Social commerce, the idea of buying products listed on social media sites, is huge in Asia. So huge that Facebook recently jumped into the space with a payments trial in Southeast Asia, and it is far from the only one eyeing an industry that’s thought to account for as much as one-third of online commerce in the region.
From a merchant’s perspective, Instagram, Facebook and other sites are easy ways to post photos of items you are selling in your ‘shop’, but discovery and payments are tricky issues for customers. There have been plenty of companies trying to bring a more orderly approach to things, the latest of which is Goxip, a Hong Kong-based startup.
“When you see anything online or on Instagram, the frustration is that you can’t shop even when people are using it as merchants,” Juliette Gimenez, Goxip CEO and co-founder, told TechCrunch in an interview.
Gimenez’s take is “shoppable Instagram:” an app that uses image recognition and a large collection of retailers — 400-500 merchants selling over two million items from upwards of 15,000 brands — to create a more engaging and ultimately more fruitful social commerce experience.
Goxip won the top startup award at the inaugural Rise conference last year, just months after being founded. The company started out with an Android app, but over the last year it has redeveloped that app, launched a version for iOS and closed a $1.62 million seed funding round.

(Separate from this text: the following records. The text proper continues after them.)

use std::fmt;

use thiserror::Error;

/// Kind of entity named by a [`MapError::NotFound`].
#[derive(Debug, Clone, Copy, PartialEq, Eq)]
pub enum EntityKind {
    Study,
    Layer,
    Node,
    Link,
}

impl EntityKind {
    pub fn as_str(&self) -> &'static str {
        match self {
            EntityKind::Study => "study",
            EntityKind::Layer => "layer",
            EntityKind::Node => "node",
            EntityKind::Link => "link",
        }
    }
}

impl fmt::Display for EntityKind {
    fn fmt(&self, f: &mut fmt::Formatter<'_>) -> fmt::Result {
        f.write_str(self.as_str())
    }
}

#[derive(Debug, Error)]
pub enum MapError {
    #[error("{kind} '{id}' not found")]
    NotFound { kind: EntityKind, id: String },

    #[error("a layer named '{0}' already exists")]
    DuplicateName(String),

    #[error("the default layer cannot be {0}")]
    ProtectedLayer(&'static str),

    #[error("{0}")]
    InvalidState(String),

    #[error("request to the study service failed: {0:#}")]
    Network(#[source] anyhow::Error),
}

impl MapError {
    pub fn not_found(kind: EntityKind, id: impl Into<String>) -> Self {
        MapError::NotFound {
            kind,
            id: id.into(),
        }
    }

    pub fn invalid_state(message: impl Into<String>) -> Self {
        MapError::InvalidState(message.into())
    }

    /// Local errors point at a caller bug or a stale id; only network
    /// failures come from outside the process.
    pub fn is_local(&self) -> bool {
        !matches!(self, MapError::Network(_))
    }
}

pub type MapResult<T> = std::result::Result<T, MapError>;
pub const LABEL_FONT_SIZE: f64 = 16.0;

/// Per-character width multiplier for a label of `len` characters.
/// Short labels get generous padding; long ones are packed tighter.
fn band_multiplier(len: usize) -> f64 {
    match len {
        1 => 2.0,
        2 => 1.5,
        3 => 1.1,
        4..=5 => 1.0,
        6 => 0.8,
        7..=10 => 0.7,
        _ => 0.6,
    }
}

/// Rendered width of a node whose label is `label`. Only the character
/// count matters; an empty label has zero width.
pub fn estimate_width(label: &str) -> f64 {
    let len = label.chars().count();
    LABEL_FONT_SIZE * len as f64 * band_multiplier(len)
}

#[cfg(test)]
mod tests {
    use super::*;

    #[test]
    fn bands_follow_label_length() {
        assert_eq!(estimate_width("A"), 32.0);
        assert_eq!(estimate_width("FR"), 48.0);
        assert_eq!(estimate_width("ABCD"), 64.0);
        assert_eq!(estimate_width("ABCDE"), 80.0);
        assert_eq!(estimate_width("abcdefghijkl"), 16.0 * 12.0 * 0.6);
    }

    #[test]
    fn empty_label_is_well_defined() {
        assert_eq!(estimate_width(""), 0.0);
    }

    #[test]
    fn depends_only_on_character_count() {
        assert_eq!(estimate_width("north"), estimate_width("sud_1"));
        assert_eq!(estimate_width("éé"), estimate_width("ab"));
    }

    #[test]
    fn non_empty_labels_are_positive() {
        let mut label = String::new();
        for _ in 0..40 {
            label.push('x');
            assert!(estimate_width(&label) > 0.0, "width for {label:?}");
        }
    }

    #[test]
    fn not_monotonic_across_bands() {
        // Six characters at 0.8 are narrower than five at 1.0.
        assert!(estimate_width("abcdef") < estimate_width("abcde"));
    }
}
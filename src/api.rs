//! Contract of the study service the map engine talks to.
//!
//! Implementations report failures as `anyhow` errors; the controller
//! surfaces them as [`crate::MapError::Network`] without retrying.

use anyhow::Result;
use serde::{Deserialize, Serialize};

use crate::color::Rgb;
use crate::graph::Graph;
use crate::layers::{LayerRecord, OverridePatch};

#[allow(async_fn_in_trait)]
pub trait StudyApi {
    async fn fetch_graph(&self, study_id: &str) -> Result<Graph>;

    async fn create_link(&self, study_id: &str, source: &str, target: &str) -> Result<String>;

    async fn delete_node(&self, study_id: &str, node_id: &str) -> Result<()>;

    async fn delete_link(&self, study_id: &str, source: &str, target: &str) -> Result<()>;

    /// Writes a node's base attributes. Only used for the default layer.
    async fn update_node_position(
        &self,
        study_id: &str,
        node_id: &str,
        x: f64,
        y: f64,
        color: Option<Rgb>,
    ) -> Result<()>;

    async fn fetch_layers(&self, study_id: &str) -> Result<Vec<LayerRecord>>;

    async fn create_layer(&self, study_id: &str, name: &str) -> Result<String>;

    async fn rename_layer(&self, study_id: &str, layer_id: &str, name: &str) -> Result<()>;

    async fn delete_layer(&self, study_id: &str, layer_id: &str) -> Result<()>;

    async fn set_layer_membership(
        &self,
        study_id: &str,
        layer_id: &str,
        node_ids: &[String],
    ) -> Result<()>;

    async fn set_layer_override(
        &self,
        study_id: &str,
        layer_id: &str,
        node_id: &str,
        patch: &OverridePatch,
    ) -> Result<()>;
}

#[derive(Debug, Clone, PartialEq, Serialize, Deserialize)]
pub struct LinkRequest {
    pub source: String,
    pub target: String,
}

#[derive(Debug, Clone, PartialEq, Serialize, Deserialize)]
pub struct CreatedResponse {
    pub id: String,
}

#[derive(Debug, Clone, PartialEq, Serialize, Deserialize)]
pub struct PositionRequest {
    pub x: f64,
    pub y: f64,
    #[serde(default, skip_serializing_if = "Option::is_none")]
    pub color: Option<Rgb>,
}

#[derive(Debug, Clone, PartialEq, Serialize, Deserialize)]
pub struct LayerNameRequest {
    pub name: String,
}
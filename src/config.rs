use std::path::PathBuf;
use std::time::Duration;

const API_URL_DEFAULT: &str = "http://127.0.0.1:5252";
const TIMEOUT_SECS_DEFAULT: u64 = 30;
const DATA_DIR_DEFAULT: &str = "studies";
const HOST_DEFAULT: &str = "127.0.0.1";
const PORT_DEFAULT: u16 = 5252;

/// Where the study service lives and how to talk to it.
#[derive(Debug, Clone, PartialEq, Eq)]
pub struct ApiConfig {
    pub base_url: String,
    pub token: Option<String>,
    pub timeout: Duration,
}

impl Default for ApiConfig {
    fn default() -> Self {
        Self {
            base_url: std::env::var("AREAMAP_API_URL")
                .unwrap_or_else(|_| API_URL_DEFAULT.to_string()),
            token: std::env::var("AREAMAP_API_TOKEN")
                .ok()
                .filter(|token| !token.trim().is_empty()),
            timeout: Duration::from_secs(
                std::env::var("AREAMAP_TIMEOUT_SECS")
                    .unwrap_or_else(|_| TIMEOUT_SECS_DEFAULT.to_string())
                    .parse()
                    .unwrap_or(TIMEOUT_SECS_DEFAULT),
            ),
        }
    }
}

impl ApiConfig {
    pub fn with_base_url(mut self, base_url: impl Into<String>) -> Self {
        self.base_url = base_url.into();
        self
    }
}

#[derive(Debug, Clone, PartialEq, Eq)]
pub struct ServeConfig {
    pub data_dir: PathBuf,
    pub host: String,
    pub port: u16,
}

impl Default for ServeConfig {
    fn default() -> Self {
        Self {
            data_dir: PathBuf::from(
                std::env::var("AREAMAP_DATA_DIR").unwrap_or_else(|_| DATA_DIR_DEFAULT.to_string()),
            ),
            host: HOST_DEFAULT.to_string(),
            port: PORT_DEFAULT,
        }
    }
}

impl ServeConfig {
    pub fn addr(&self) -> String {
        format!("{}:{}", self.host, self.port)
    }
}
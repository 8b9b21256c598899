use serde::{Deserialize, Serialize};

use crate::color::Rgb;

/// A study area as reported by the study service, with its base
/// (default layer) position and color.
#[derive(Debug, Clone, PartialEq, Serialize, Deserialize)]
#[serde(rename_all = "camelCase")]
pub struct Node {
    pub id: String,
    pub name: String,
    pub x: f64,
    pub y: f64,
    pub color: Rgb,
}

impl Node {
    pub fn new(id: impl Into<String>, name: impl Into<String>, x: f64, y: f64, color: Rgb) -> Self {
        Self {
            id: id.into(),
            name: name.into(),
            x,
            y,
            color,
        }
    }
}

/// An interconnection between two areas. Orientation is whatever the
/// service reported; identity is orientation-free, see [`link_identifier`].
#[derive(Debug, Clone, PartialEq, Eq, Serialize, Deserialize)]
#[serde(rename_all = "camelCase")]
pub struct Link {
    pub source: String,
    pub target: String,
}

impl Link {
    pub fn new(source: impl Into<String>, target: impl Into<String>) -> Self {
        Self {
            source: source.into(),
            target: target.into(),
        }
    }

    pub fn id(&self) -> String {
        link_identifier(&self.source, &self.target)
    }

    pub fn touches(&self, node_id: &str) -> bool {
        self.source == node_id || self.target == node_id
    }
}

/// Identifier of the link between `a` and `b`, identical for both
/// orientations. Backslashes and slashes inside node ids are escaped so the
/// ` / ` separator is the only bare slash and distinct pairs never collide.
pub fn link_identifier(a: &str, b: &str) -> String {
    let (first, second) = if a <= b { (a, b) } else { (b, a) };
    format!("{} / {}", escape_endpoint(first), escape_endpoint(second))
}

fn escape_endpoint(id: &str) -> String {
    let mut escaped = String::with_capacity(id.len());
    for ch in id.chars() {
        if matches!(ch, '\\' | '/') {
            escaped.push('\\');
        }
        escaped.push(ch);
    }
    escaped
}

#[derive(Debug, Clone, Default, PartialEq, Serialize, Deserialize)]
#[serde(rename_all = "camelCase")]
pub struct Graph {
    #[serde(default)]
    pub nodes: Vec<Node>,
    #[serde(default)]
    pub links: Vec<Link>,
}

impl Graph {
    pub fn node(&self, id: &str) -> Option<&Node> {
        self.nodes.iter().find(|node| node.id == id)
    }

    pub fn node_mut(&mut self, id: &str) -> Option<&mut Node> {
        self.nodes.iter_mut().find(|node| node.id == id)
    }

    pub fn contains_node(&self, id: &str) -> bool {
        self.node(id).is_some()
    }

    pub fn link(&self, id: &str) -> Option<&Link> {
        self.links.iter().find(|link| link.id() == id)
    }

    /// Adds the link unless one already joins the same pair. Returns its id.
    pub fn insert_link(&mut self, link: Link) -> String {
        let id = link.id();
        if self.link(&id).is_none() {
            self.links.push(link);
        }
        id
    }

    pub fn remove_link(&mut self, id: &str) -> bool {
        let before = self.links.len();
        self.links.retain(|link| link.id() != id);
        before != self.links.len()
    }

    /// Removes the node and every link touching it.
    pub fn remove_node(&mut self, node_id: &str) -> bool {
        let before = self.nodes.len();
        self.nodes.retain(|node| node.id != node_id);
        let existed = before != self.nodes.len();
        if existed {
            self.links.retain(|link| !link.touches(node_id));
        }
        existed
    }
}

That financing was led by an interesting source — the daughter of Malaysian billionaire Vincent Tan, Chairman of Berjaya Group — with participation from existing early investor Ardent Capital. Gimenez — who cut her teeth at Groupon and later LivingSocial in Asia — told us that the money is being used to expand Goxip from Hong Kong into Malaysia and other parts of Southeast Asia. (Where some of the world’s most notable social commerce markets, and active users of Instagram and Facebook, are located.)
The app itself works by matching uploaded images with fashion items sold by its merchant partners. That’s the basic premise, but Gimenez, co-founder and CPO YC Lau and team built a range of social hooks around that.
For example, I can sync my Goxip account to my Instagram account so I can post pics of my favorite outfits, and tag up to five related items from Goxip retail partners. (Ok, so, as a 30-plus male with limited fashion sense and a tendency to spend my free time at a laptop, I might not be the prime target, but it worked ok for me even without a Mr. Men collection in the options.)
While it is cute for fashion noob like me to post pics of items on Goxip, the service has far more potential when it comes to established fashion figures, such as celebrities or high-profile bloggers. By posting their own photos, screenshots or more, they have the ability to express themselves to their fans and audience in a new way that is complementary to what they already do.
For example, a fashion blogger could use Goxip alongside Instagram to help sell products, or enable their audience find a specific look that they recommend.
You don’t need to rely on so-called taste makers though. The Goxip app lets you search through photos uploaded by users — including those from me! — which is another way to browse new looks or get fashion ideas on the go. You can also just upload a pic without making it public if you want to find a particular item that you somehow ran into on the internet.
The original idea behind Goxip was to meld celebrity and fashion news with commerce. You can still search for celebs and find matches with their threads, but the new Goxip appears to have a much stronger community focus than the original incarnation of the app.
Despite the many figures experts have put on the space — the market in Thailand alone could be worth upwards of $510 million per year — it is a tough nut to crack. For Goxip, distribution looks to be the real challenge, so channeling bloggers and influencers is a logistic step. On that note, Gimenez said Goxip has plans to “help bloggers to monetize,” offer commission, and encourage high-profile users to open stores inside the app in the future.
But, with big companies like Facebook now actively eyeing this space, and tonnes of money pouring into e-commerce companies — such as Alibaba’s $1 billion investment in Lazada — the competition is truly fierce.
“We have a worldwide outlook but our primary focus is on Asia,” Gimenez said. “The opportunity lies in Asia [where] the mobile penetration rate is crazy and people are ready” to buy from social platforms.